Procedure for Controlled Experiment
1-(2-aminophenyl)-3-(4-methoxyphenyl) selenourea (2e,
1 mmol) was suspended in DMF (20 mL) with magnetic stirring. The reaction was carried out at 70 ˚C. A light-avoiding control and a nitrogen-atmosphere control reaction were set up at the same time. The reaction was monitored by TLC. 2-Aminophenylselenourea was totally converted into 3e after 4 h in normal and light-avoiding control.
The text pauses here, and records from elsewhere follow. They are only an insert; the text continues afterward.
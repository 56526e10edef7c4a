//! Strategic theme entity and DTOs.

use serde::{Deserialize, Serialize};
use sqlx::FromRow;
use tracker_core::types::{DbId, Timestamp};
use validator::Validate;

/// A row from the `themes` table.
#[derive(Debug, Clone, FromRow, Serialize)]
pub struct Theme {
    pub id: DbId,
    pub title: String,
    pub title_ga: Option<String>,
    pub created_at: Timestamp,
    pub updated_at: Timestamp,
}

/// DTO for creating a theme.
#[derive(Debug, Clone, Deserialize, Validate)]
pub struct CreateTheme {
    #[validate(length(min = 1, max = 200))]
    pub title: String,
    pub title_ga: Option<String>,
}

/// DTO for updating a theme. Only non-`None` fields are applied.
#[derive(Debug, Clone, Deserialize, Validate)]
pub struct UpdateTheme {
    #[validate(length(min = 1, max = 200))]
    pub title: Option<String>,
    pub title_ga: Option<String>,
}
The reaction in nitrogen atmosphere was prolonged to 36 h, but only trace of 3e was found.

13

Typical Procedure for Compound 3e
A mixture of 1-isoselenocyanato-4-methoxybenzene (1e; 0.212 g, 1 mmol) and phenylene-1,2-diamine (0.108 g, 1 mmol) was suspended in DMF (20 mL). The reaction vessel was heat to 70 ˚C with magnetic stirring. Tracing by TLC, the reaction completed when selenourea 2e disappeared. The reaction mixture was then cooled to r.t. and filtered to separate solid selenium. The solid selenium was washed by EtOAc (10 mL). The combined filtrate was concentrated under vacuum, and the residue was purified by column chromatography on silica gel (hexane-EtOAc = 1:1). A white solid N-(4-methoxyphenyl)-1H-benzo[d]imidazol-2-amine (3e, 0.215 g, 90% yield), was then obtained. ¹H NMR (400 MHz, DMSO-d 6): δ = 10.79 (s, 1 H), 9.15 (s, 1 H), 7.65 (d, 2 H, J = 8.8 Hz), 7.26 (s, 2 H), 6.95-6.96 (m, 2 H), 6.91 (d, 2 H, J = 9.2 Hz), 3.73 (s, 3 H). ¹³C NMR (100 MHz, DMSO-d 6 + CDCl3): δ = 154.1, 151.7, 138.0, 133.9, 119.8, 119.5, 114.0, 112.2, 55.1. ESI-MS: m/z = 240 [M + H]+.